» RECORDS FOR THIS EXERCISE
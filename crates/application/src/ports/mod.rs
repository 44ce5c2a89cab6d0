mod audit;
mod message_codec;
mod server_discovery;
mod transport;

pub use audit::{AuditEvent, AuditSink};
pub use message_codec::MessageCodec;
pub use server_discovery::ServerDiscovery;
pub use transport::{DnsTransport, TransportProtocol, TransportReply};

* * *

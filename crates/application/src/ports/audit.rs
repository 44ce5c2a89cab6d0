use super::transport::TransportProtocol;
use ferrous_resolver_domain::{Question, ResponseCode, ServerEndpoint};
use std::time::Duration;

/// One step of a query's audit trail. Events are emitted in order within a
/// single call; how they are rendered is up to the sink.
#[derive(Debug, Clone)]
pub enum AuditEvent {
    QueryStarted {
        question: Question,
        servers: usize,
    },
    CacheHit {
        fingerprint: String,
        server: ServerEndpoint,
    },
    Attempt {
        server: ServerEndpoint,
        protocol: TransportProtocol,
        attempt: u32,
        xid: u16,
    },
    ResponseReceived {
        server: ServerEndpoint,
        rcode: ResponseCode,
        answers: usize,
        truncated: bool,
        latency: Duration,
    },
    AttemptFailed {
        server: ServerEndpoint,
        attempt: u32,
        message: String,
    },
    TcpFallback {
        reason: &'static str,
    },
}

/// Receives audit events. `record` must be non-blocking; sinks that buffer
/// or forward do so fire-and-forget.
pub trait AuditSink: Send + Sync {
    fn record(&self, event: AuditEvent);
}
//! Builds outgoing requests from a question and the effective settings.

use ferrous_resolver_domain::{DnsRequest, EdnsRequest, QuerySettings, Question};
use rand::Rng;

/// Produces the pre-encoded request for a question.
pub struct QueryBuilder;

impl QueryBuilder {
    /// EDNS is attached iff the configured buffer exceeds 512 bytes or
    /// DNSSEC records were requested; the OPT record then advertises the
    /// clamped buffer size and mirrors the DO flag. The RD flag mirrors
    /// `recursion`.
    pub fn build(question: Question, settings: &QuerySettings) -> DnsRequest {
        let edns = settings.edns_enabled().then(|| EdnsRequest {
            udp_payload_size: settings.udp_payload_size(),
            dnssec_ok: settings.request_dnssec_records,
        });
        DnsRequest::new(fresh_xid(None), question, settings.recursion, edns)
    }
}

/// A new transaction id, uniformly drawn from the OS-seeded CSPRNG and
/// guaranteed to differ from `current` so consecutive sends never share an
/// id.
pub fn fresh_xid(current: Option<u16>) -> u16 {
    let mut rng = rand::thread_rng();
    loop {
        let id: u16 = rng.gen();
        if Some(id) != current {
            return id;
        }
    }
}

» WORK TO COMPLETE
Copy out every line from the data above in which the word "crates" occurs.

» SOLUTION TO THE PROBLEM
filename crates/application/src/ports/mod.rs
filename crates/application/src/ports/audit.rs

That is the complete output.